What is required
Using the records below, write out again exactly the lines that begin at the line containing "filename src/cli/commands/update.rs" and end at the line containing "if let Some(title)", and no other lines.

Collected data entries
----------------------------------------

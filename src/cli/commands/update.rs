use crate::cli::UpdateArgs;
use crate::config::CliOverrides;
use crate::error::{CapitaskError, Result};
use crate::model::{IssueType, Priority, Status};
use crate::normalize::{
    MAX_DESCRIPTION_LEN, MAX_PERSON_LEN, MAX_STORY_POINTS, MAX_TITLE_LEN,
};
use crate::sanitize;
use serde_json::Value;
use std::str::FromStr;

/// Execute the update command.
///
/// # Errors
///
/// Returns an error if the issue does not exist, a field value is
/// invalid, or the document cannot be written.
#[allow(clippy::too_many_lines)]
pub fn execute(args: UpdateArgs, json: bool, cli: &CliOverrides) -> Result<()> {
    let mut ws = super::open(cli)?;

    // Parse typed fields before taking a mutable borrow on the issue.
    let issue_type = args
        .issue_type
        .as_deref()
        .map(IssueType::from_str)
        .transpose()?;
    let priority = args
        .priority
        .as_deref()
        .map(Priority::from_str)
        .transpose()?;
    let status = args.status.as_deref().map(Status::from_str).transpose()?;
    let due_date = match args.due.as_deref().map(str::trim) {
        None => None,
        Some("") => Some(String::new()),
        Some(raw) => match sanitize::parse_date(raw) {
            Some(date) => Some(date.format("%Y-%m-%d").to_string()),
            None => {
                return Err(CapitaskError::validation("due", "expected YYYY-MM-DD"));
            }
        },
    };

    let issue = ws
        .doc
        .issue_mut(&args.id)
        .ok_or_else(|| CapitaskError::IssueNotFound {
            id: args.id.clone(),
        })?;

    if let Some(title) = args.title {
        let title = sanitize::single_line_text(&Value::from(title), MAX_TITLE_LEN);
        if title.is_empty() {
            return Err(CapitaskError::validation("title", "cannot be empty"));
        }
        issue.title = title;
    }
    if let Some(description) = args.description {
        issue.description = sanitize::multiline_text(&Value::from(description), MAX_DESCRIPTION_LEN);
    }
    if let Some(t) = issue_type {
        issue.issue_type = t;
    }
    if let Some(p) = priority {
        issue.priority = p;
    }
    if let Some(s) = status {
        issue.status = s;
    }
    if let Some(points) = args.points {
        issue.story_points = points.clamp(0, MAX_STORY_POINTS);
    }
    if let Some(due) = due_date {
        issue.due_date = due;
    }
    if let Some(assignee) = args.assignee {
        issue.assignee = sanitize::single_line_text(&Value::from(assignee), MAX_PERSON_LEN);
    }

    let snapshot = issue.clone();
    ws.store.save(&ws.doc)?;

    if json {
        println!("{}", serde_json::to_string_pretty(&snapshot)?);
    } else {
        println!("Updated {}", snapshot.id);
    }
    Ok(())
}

----------------------------------------

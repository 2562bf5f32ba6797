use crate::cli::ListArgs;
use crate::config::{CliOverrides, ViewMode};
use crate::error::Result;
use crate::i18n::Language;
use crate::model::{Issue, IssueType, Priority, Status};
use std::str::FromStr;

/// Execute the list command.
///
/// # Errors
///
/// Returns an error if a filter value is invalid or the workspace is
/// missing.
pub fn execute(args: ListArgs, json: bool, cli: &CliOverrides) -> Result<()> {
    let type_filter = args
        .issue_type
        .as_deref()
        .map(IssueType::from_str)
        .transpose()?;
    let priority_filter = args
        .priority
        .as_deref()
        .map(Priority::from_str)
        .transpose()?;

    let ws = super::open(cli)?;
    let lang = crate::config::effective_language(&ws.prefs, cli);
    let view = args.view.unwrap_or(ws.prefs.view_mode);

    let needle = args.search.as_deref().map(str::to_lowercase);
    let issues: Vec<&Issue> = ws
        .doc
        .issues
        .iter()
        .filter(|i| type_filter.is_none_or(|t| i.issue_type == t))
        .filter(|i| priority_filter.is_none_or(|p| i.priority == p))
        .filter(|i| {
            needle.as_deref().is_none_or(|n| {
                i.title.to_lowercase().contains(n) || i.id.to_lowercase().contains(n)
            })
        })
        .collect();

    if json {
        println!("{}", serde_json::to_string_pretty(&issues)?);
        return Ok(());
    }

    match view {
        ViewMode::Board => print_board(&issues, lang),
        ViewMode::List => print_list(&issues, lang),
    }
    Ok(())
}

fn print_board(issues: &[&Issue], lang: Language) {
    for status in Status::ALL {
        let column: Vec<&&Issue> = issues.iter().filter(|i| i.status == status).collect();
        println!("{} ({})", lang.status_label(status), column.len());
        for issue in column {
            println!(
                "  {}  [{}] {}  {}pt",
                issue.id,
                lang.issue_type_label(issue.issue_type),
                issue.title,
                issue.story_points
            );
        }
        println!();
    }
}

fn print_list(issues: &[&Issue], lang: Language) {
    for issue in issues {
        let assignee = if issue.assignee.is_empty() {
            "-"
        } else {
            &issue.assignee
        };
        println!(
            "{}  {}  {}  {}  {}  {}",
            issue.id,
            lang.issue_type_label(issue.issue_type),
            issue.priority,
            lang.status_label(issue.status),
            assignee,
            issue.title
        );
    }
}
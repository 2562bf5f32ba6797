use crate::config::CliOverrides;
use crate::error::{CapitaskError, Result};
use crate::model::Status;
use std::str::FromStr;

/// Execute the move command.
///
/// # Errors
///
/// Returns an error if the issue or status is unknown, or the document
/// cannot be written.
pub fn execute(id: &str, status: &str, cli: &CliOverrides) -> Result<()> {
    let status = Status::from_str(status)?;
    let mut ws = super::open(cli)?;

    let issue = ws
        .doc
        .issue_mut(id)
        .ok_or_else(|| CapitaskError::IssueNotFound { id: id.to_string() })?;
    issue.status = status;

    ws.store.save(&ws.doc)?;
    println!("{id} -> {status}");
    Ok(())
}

----------------------------------------

Your solution
filename src/cli/commands/update.rs
use crate::cli::UpdateArgs;
use crate::config::CliOverrides;
use crate::error::{CapitaskError, Result};
use crate::model::{IssueType, Priority, Status};
use crate::normalize::{
    MAX_DESCRIPTION_LEN, MAX_PERSON_LEN, MAX_STORY_POINTS, MAX_TITLE_LEN,
};
use crate::sanitize;
use serde_json::Value;
use std::str::FromStr;

/// Execute the update command.
///
/// # Errors
///
/// Returns an error if the issue does not exist, a field value is
/// invalid, or the document cannot be written.
#[allow(clippy::too_many_lines)]
pub fn execute(args: UpdateArgs, json: bool, cli: &CliOverrides) -> Result<()> {
    let mut ws = super::open(cli)?;

    // Parse typed fields before taking a mutable borrow on the issue.
    let issue_type = args
        .issue_type
        .as_deref()
        .map(IssueType::from_str)
        .transpose()?;
    let priority = args
        .priority
        .as_deref()
        .map(Priority::from_str)
        .transpose()?;
    let status = args.status.as_deref().map(Status::from_str).transpose()?;
    let due_date = match args.due.as_deref().map(str::trim) {
        None => None,
        Some("") => Some(String::new()),
        Some(raw) => match sanitize::parse_date(raw) {
            Some(date) => Some(date.format("%Y-%m-%d").to_string()),
            None => {
                return Err(CapitaskError::validation("due", "expected YYYY-MM-DD"));
            }
        },
    };

    let issue = ws
        .doc
        .issue_mut(&args.id)
        .ok_or_else(|| CapitaskError::IssueNotFound {
            id: args.id.clone(),
        })?;

    if let Some(title) = args.title {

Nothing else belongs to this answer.